Nanopore sequencing is a novel technology that allows cost-effective sequencing in remote locations and resource-poor settings. Here, we present a protocol for sequencing of mRNAs from whole blood that is compatible with such conditions.
Sequencing in remote locations and resource-poor settings presents unique challenges. Nanopore sequencing can be successfully used under such conditions, and was deployed to West Africa during the recent Ebola virus epidemic, highlighting this possibility. In addition to its practical advantages (low cost, ease of equipment transport and use), this technology also provides fundamental advantages over second-generation sequencing approaches, particularly the very long read length, ability to directly sequence RNA, and real-time availability of data. Raw read accuracy is lower than with other sequencing platforms, which represents the main limitation of this technology; however, this can be partially mitigated by the high read depth generated. Here, we present a field-compatible protocol for sequencing of the mRNAs encoding for Niemann-Pick C1, which is the cellular receptor for ebolaviruses. This protocol encompasses extraction of RNA from animal blood samples, followed by RT-PCR for target enrichment, barcoding, library preparation, and the sequencing run itself, and can be easily adapted for use with other DNA or RNA targets.
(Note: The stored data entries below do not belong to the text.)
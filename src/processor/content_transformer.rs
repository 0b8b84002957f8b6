//! # Content Transformer Module
//!
//! Locating, checking and inserting the license header within file content.
//! The header belongs at the start of the file, or right after an interpreter
//! directive (`#!`) line.

/// Returns the byte offset at which the license header belongs.
///
/// Without a shebang this is 0. With one it is the index just past the first
/// `\n`. A file that is a single shebang line without a newline yields its
/// full length, so the header ends up appended at end of file.
pub fn find_insertion_offset(content: &str) -> usize {
  if !content.starts_with("#!") {
    return 0;
  }

  match content.find('\n') {
    Some(index) => index + 1,
    None => content.len(),
  }
}

/// Checks whether `header` appears verbatim at `offset`.
pub fn has_header(content: &str, offset: usize, header: &str) -> bool {
  content
    .get(offset..)
    .is_some_and(|rest| rest.as_bytes().starts_with(header.as_bytes()))
}

/// Inserts `header` and one newline at `offset`, keeping all existing content.
pub fn insert_header(content: &str, offset: usize, header: &str) -> String {
  let (before, after) = content.split_at(offset);
  let mut result = String::with_capacity(content.len() + header.len() + 1);
  result.push_str(before);
  result.push_str(header);
  result.push('\n');
  result.push_str(after);
  result
}

#[cfg(test)]
mod tests {
  use super::*;

  #[test]
  fn test_offset_without_shebang() {
    assert_eq!(find_insertion_offset("print('hi')\n"), 0);
    assert_eq!(find_insertion_offset(""), 0);
    assert_eq!(find_insertion_offset("#not a shebang\n"), 0);
    assert_eq!(find_insertion_offset(" #!/bin/sh\n"), 0);
  }

  #[test]
  fn test_offset_after_shebang_line() {
    let content = "#!/usr/bin/env python\nprint('hi')\n";
    assert_eq!(find_insertion_offset(content), "#!/usr/bin/env python\n".len());
  }

  #[test]
  fn test_offset_single_line_shebang_is_end_of_file() {
    let content = "#!/bin/sh";
    assert_eq!(find_insertion_offset(content), content.len());
  }

  #[test]
  fn test_has_header_exact_match() {
    let content = "# Copyright\nbody\n";
    assert!(has_header(content, 0, "# Copyright"));
    assert!(!has_header(content, 0, "# Copyright 2020"));
    assert!(!has_header(content, 0, "# copyright"));
  }

  #[test]
  fn test_has_header_after_shebang() {
    let content = "#!/bin/sh\n# Copyright\necho hi\n";
    let offset = find_insertion_offset(content);
    assert!(has_header(content, offset, "# Copyright"));
    assert!(!has_header(content, 0, "# Copyright"));
  }

  #[test]
  fn test_has_header_shorter_content() {
    assert!(!has_header("/*", 0, "/*\n * MIT\n */"));
    assert!(!has_header("#!/bin/sh", 9, "# MIT"));
  }

  #[test]
  fn test_insert_header_at_start() {
    let updated = insert_header("const a = 1\n", 0, "/*\n * MIT\n */");
    assert_eq!(updated, "/*\n * MIT\n */\nconst a = 1\n");
  }

  #[test]
  fn test_insert_header_after_shebang() {
    let content = "#!/usr/bin/env python\nprint('hi')\n";
    let offset = find_insertion_offset(content);
    let updated = insert_header(content, offset, "# MIT");
    assert_eq!(updated, "#!/usr/bin/env python\n# MIT\nprint('hi')\n");
  }

  #[test]
  fn test_insert_header_preserves_mismatched_header() {
    let content = "# Old license\ncode\n";
    let updated = insert_header(content, 0, "# MIT");
    assert_eq!(updated, "# MIT\n# Old license\ncode\n");
  }

  #[test]
  fn test_insert_header_single_line_shebang_appends() {
    let content = "#!/bin/sh";
    let updated = insert_header(content, find_insertion_offset(content), "# MIT");
    assert_eq!(updated, "#!/bin/sh# MIT\n");
  }
}
mod common;

use std::fs;

use anyhow::Result;
use common::{
  BLOCK_HEADER, FOO_JS, FOO_JSON, FOO_PY, HASH_HEADER, licensed, licensed_shebang, write_fixtures, write_license,
};
// Import the public API
use licensure::{Error, Options};
use tempfile::tempdir;

#[tokio::test]
async fn test_finds_all_files_without_license() -> Result<()> {
  let temp_dir = tempdir()?;
  let license = write_license(temp_dir.path())?;
  let root = write_fixtures(&temp_dir.path().join("tmp"))?;

  let err = licensure::run(Options {
    root: root.clone(),
    license,
    write: false,
  })
  .await
  .expect_err("fixtures lack headers");

  let files = err.no_license_files().expect("a NoLicense failure");
  assert_eq!(files.len(), 3);
  assert!(files.contains(&root.join("foo.js")));
  assert!(files.contains(&root.join("foo.py")));
  assert!(files.contains(&root.join("shebang.py")));
  assert!(!files.contains(&root.join("foo.json")));

  // Nothing was written in check-only mode.
  assert_eq!(fs::read_to_string(root.join("foo.js"))?, FOO_JS);
  Ok(())
}

#[tokio::test]
async fn test_writes_back_license_when_write_is_enabled() -> Result<()> {
  let temp_dir = tempdir()?;
  let license = write_license(temp_dir.path())?;
  let root = write_fixtures(&temp_dir.path().join("tmp"))?;

  let result = licensure::run(Options {
    root: root.clone(),
    license,
    write: true,
  })
  .await;

  // Reporting is unconditional, even though the files were fixed.
  match result {
    Err(Error::NoLicense(err)) => assert_eq!(err.files().len(), 3),
    other => panic!("expected NoLicense failure, got {other:?}"),
  }

  assert_eq!(fs::read_to_string(root.join("foo.js"))?, licensed(BLOCK_HEADER, FOO_JS));
  assert_eq!(fs::read_to_string(root.join("foo.py"))?, licensed(HASH_HEADER, FOO_PY));
  assert_eq!(fs::read_to_string(root.join("shebang.py"))?, licensed_shebang());
  assert_eq!(fs::read_to_string(root.join("foo.json"))?, FOO_JSON);
  Ok(())
}

#[tokio::test]
async fn test_write_is_idempotent() -> Result<()> {
  let temp_dir = tempdir()?;
  let license = write_license(temp_dir.path())?;
  let root = write_fixtures(&temp_dir.path().join("tmp"))?;
  let options = Options {
    root: root.clone(),
    license,
    write: true,
  };

  assert!(licensure::run(options.clone()).await.is_err());
  let snapshot: Vec<String> = ["foo.js", "foo.py", "shebang.py", "foo.json"]
    .iter()
    .map(|name| fs::read_to_string(root.join(name)))
    .collect::<std::io::Result<_>>()?;

  // The second run finds every header in place and changes nothing.
  licensure::run(options).await?;
  let after: Vec<String> = ["foo.js", "foo.py", "shebang.py", "foo.json"]
    .iter()
    .map(|name| fs::read_to_string(root.join(name)))
    .collect::<std::io::Result<_>>()?;

  assert_eq!(snapshot, after);
  Ok(())
}

#[tokio::test]
async fn test_compliant_tree_succeeds() -> Result<()> {
  let temp_dir = tempdir()?;
  let license = write_license(temp_dir.path())?;
  let root = temp_dir.path().join("src");
  fs::create_dir_all(&root)?;
  fs::write(root.join("main.rs"), licensed(BLOCK_HEADER, "fn main() {}\n"))?;
  fs::write(root.join("data.json"), "{}")?;

  licensure::run(Options {
    root,
    license,
    write: false,
  })
  .await?;
  Ok(())
}

#[tokio::test]
async fn test_missing_license_file_is_io_error() -> Result<()> {
  let temp_dir = tempdir()?;
  let root = write_fixtures(&temp_dir.path().join("tmp"))?;

  let err = licensure::run(Options {
    root,
    license: temp_dir.path().join("no-such-license"),
    write: true,
  })
  .await
  .expect_err("license file is missing");

  assert!(matches!(err, Error::Io { .. }));
  assert!(err.no_license_files().is_none());
  Ok(())
}

#[tokio::test]
async fn test_violations_follow_scan_order() -> Result<()> {
  let temp_dir = tempdir()?;
  let license = write_license(temp_dir.path())?;
  let root = temp_dir.path().join("tree");
  fs::create_dir_all(root.join("b"))?;
  fs::write(root.join("c.go"), "package c\n")?;
  fs::write(root.join("a.rb"), "puts 1\n")?;
  fs::write(root.join("b/inner.ts"), "export {}\n")?;

  let err = licensure::run(Options {
    root: root.clone(),
    license,
    write: false,
  })
  .await
  .expect_err("files lack headers");

  assert_eq!(
    err.no_license_files().expect("a NoLicense failure"),
    [root.join("a.rb"), root.join("b/inner.ts"), root.join("c.go")]
  );
  Ok(())
}
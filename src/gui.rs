//! Main window: widget composition and wiring.

use std::path::{Path, PathBuf};
use std::sync::atomic::Ordering;
use std::sync::Arc;

use eframe::egui;

use crate::background::BackgroundRenderer;
use crate::clicker::{ClickButton, ClickLoop, RdevClickSink};
use crate::settings::Settings;
use crate::state::SessionState;
use crate::trigger;

pub const MIN_WINDOW_SIZE: [f32; 2] = [600.0, 400.0];

pub struct AutoClickerApp {
    state: Arc<SessionState>,
    clicker: ClickLoop,
    background: BackgroundRenderer,
    settings_path: PathBuf,
}

impl AutoClickerApp {
    pub fn new(cc: &eframe::CreationContext<'_>, settings: &Settings, settings_path: PathBuf) -> Self {
        apply_style(&cc.egui_ctx);

        let state = Arc::new(SessionState::from_settings(settings));
        let clicker = ClickLoop::new(state.clone(), Arc::new(RdevClickSink));

        let mut background = BackgroundRenderer::new();
        if !settings.bg.is_empty() && Path::new(&settings.bg).exists() {
            if let Err(err) = background.set_image(Path::new(&settings.bg)) {
                tracing::warn!("could not restore background: {err:#}");
            }
        }

        let ctx = cc.egui_ctx.clone();
        trigger::spawn_listener(state.clone(), clicker.clone(), move || ctx.request_repaint());

        Self {
            state,
            clicker,
            background,
            settings_path,
        }
    }

    fn pick_background(&mut self) {
        let picked = rfd::FileDialog::new()
            .add_filter("Images", &["png", "jpg", "jpeg"])
            .pick_file();
        if let Some(path) = picked {
            if let Err(err) = self.background.set_image(&path) {
                tracing::warn!("could not load background {}: {err:#}", path.display());
            }
        }
    }

    fn save_settings(&self, ctx: &egui::Context) {
        let size = ctx.screen_rect().size();
        let settings = self.state.to_settings(
            self.background.path().to_string(),
            size.x.round() as u32,
            size.y.round() as u32,
        );
        if let Err(err) = settings.save(&self.settings_path) {
            tracing::warn!("could not save settings: {err:#}");
        }
    }
}

impl eframe::App for AutoClickerApp {
    fn update(&mut self, ctx: &egui::Context, _frame: &mut eframe::Frame) {
        if ctx.input(|i| i.viewport().close_requested()) {
            self.save_settings(ctx);
        }

        let size = ctx.screen_rect().size();
        self.background.update(ctx, [size.x as u32, size.y as u32]);

        egui::CentralPanel::default()
            .frame(egui::Frame::none().inner_margin(egui::Margin::same(30.0)))
            .show(ctx, |ui| {
                if let Some(texture) = self.background.texture() {
                    ui.painter().image(
                        texture.id(),
                        ctx.screen_rect(),
                        egui::Rect::from_min_max(egui::pos2(0.0, 0.0), egui::pos2(1.0, 1.0)),
                        egui::Color32::WHITE,
                    );
                }

                ui.horizontal(|ui| {
                    if ui.button("Change Background").clicked() {
                        self.pick_background();
                    }

                    let hotkey_label = if self.state.capturing.load(Ordering::SeqCst) {
                        "Press any key or mouse button...".to_string()
                    } else {
                        format!("Hotkey: {}", self.state.trigger())
                    };
                    if ui.button(hotkey_label).clicked() {
                        self.state.begin_capture();
                    }
                });

                ui.horizontal(|ui| {
                    let current = self.state.click_button();
                    let left_label = if current == ClickButton::Left {
                        "Left \u{2714}"
                    } else {
                        "Left Click"
                    };
                    let right_label = if current == ClickButton::Right {
                        "Right \u{2714}"
                    } else {
                        "Right Click"
                    };
                    if ui.button(left_label).clicked() {
                        self.state.set_click_button(ClickButton::Left);
                    }
                    if ui.button(right_label).clicked() {
                        self.state.set_click_button(ClickButton::Right);
                    }
                });

                ui.horizontal(|ui| {
                    let mut fields = self.state.delay_fields();
                    let mut changed = false;
                    for (text, hint) in [
                        (&mut fields.hours, "Hours"),
                        (&mut fields.minutes, "Minutes"),
                        (&mut fields.seconds, "Seconds"),
                        (&mut fields.millis, "Ms"),
                    ] {
                        let edit = egui::TextEdit::singleline(text)
                            .hint_text(hint)
                            .desired_width(80.0);
                        changed |= ui.add(edit).changed();
                    }
                    if changed {
                        self.state.set_delay_fields(fields);
                    }
                });

                let start_label = if self.state.running.load(Ordering::SeqCst) {
                    "Stop"
                } else {
                    "Start"
                };
                let start = egui::Button::new(start_label);
                if ui.add_sized([ui.available_width(), 36.0], start).clicked() {
                    self.clicker.toggle();
                }
            });
    }
}

fn apply_style(ctx: &egui::Context) {
    let mut style = (*ctx.style()).clone();
    style.visuals.widgets.inactive.rounding = egui::Rounding::same(14.0);
    style.visuals.widgets.hovered.rounding = egui::Rounding::same(14.0);
    style.visuals.widgets.active.rounding = egui::Rounding::same(14.0);
    style.spacing.button_padding = egui::vec2(10.0, 8.0);
    style.spacing.item_spacing = egui::vec2(15.0, 15.0);
    ctx.set_style(style);
}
Sequencing is a powerful and important tool in biological and biomedical research. It allows analysis of genomes, genetic variations, and RNA expression profiles, and thus plays an important role in the investigation of human and animal diseases alike1,2. Sanger sequencing, one of the oldest methods available for DNA sequencing, is still routinely used to this day and has been a corner-stone of molecular biology. Over the past 50 years, this technology has been improved to achieve read-lengths of more than 1,000 nt and an accuracy as high as 99.999%1. However, Sanger sequencing also has limitations. Sequencing a larger set of samples or the analysis of whole genomes with this method is time consuming and expensive1,3. Second-generation (next-generation) DNA sequencing methods such as 454 pyrosequencing and Illumina technology have allowed us to significantly reduce the cost and workload required for sequencing in the last decade, and have led to a tremendous increase in the amount of biological sequence information available4. Nevertheless, individual sequencing runs using these second-generation technologies are expensive, and sequencing under field conditions is challenging, as the necessary equipment is bulky and fragile (similar to Sanger sequencing devices), and often has to be calibrated and serviced by specially trained personnel. Also, for many of the second-generation technologies read-lengths are rather limited, which often makes downstream bioinformatics analysis of these data challenging.
Third-generation sequencing using pocket-sized nanopore sequencing devices (see Table of Materials) can serve as an alternative to these established sequencing platforms. In these devices a single-stranded DNA or RNA molecule passes through a nanopore simultaneously with an ionic current that is then measured by a sensor (Figure 1). As the strand traverses the nanopore, the modulation of the current by the nucleotides present in the pore at any given time is detected, and computationally back-translated into the nucleotide sequence5. Because of this operational principle, nanopore sequencing allows both the generation of very long reads (close to 1 x 106 nucleotides6) and the analysis of sequencing data in real time. Barcoding is possible by attaching defined nucleotide sequences to the nucleic acids in a sample, which allows analysis of multiple samples in a single sequencing run, thus increasing sample throughput and lowering per sample costs. Due to their high portability and ease of use, nanopore sequencing devices have been used successfully in the field during the recent Ebola virus disease epidemic in West Africa, highlighting their suitability for rapid deployment into remote regions7,8.
Here, we describe a detailed field-compatible protocol for the sequencing of mRNA encoding for the Niemann-Pick C1 (NPC1) protein, which is the obligate entry receptor for filoviruses such as ebolaviruses, and has been shown to limit species susceptibility to these viruses9,10. The protocol encompasses extraction of whole RNA from blood samples, specific amplification of NPC1 mRNA by RT-PCR, barcoding of samples, library preparation and sequencing with a nanopore sequencing device. Data analysis cannot be discussed due to space limitations, although some basic directions are provided in the representative results; however, the interested reader is referred to a previous publication11 for a more detailed description of the workflow we used, as well as to publications by others12,13,14 for detailed information regarding the analysis tools used in this workflow.
Samples were collected following the Njala University Institutional Review Board (NUIRB) protocol no. IRB00008861/FWA00018924.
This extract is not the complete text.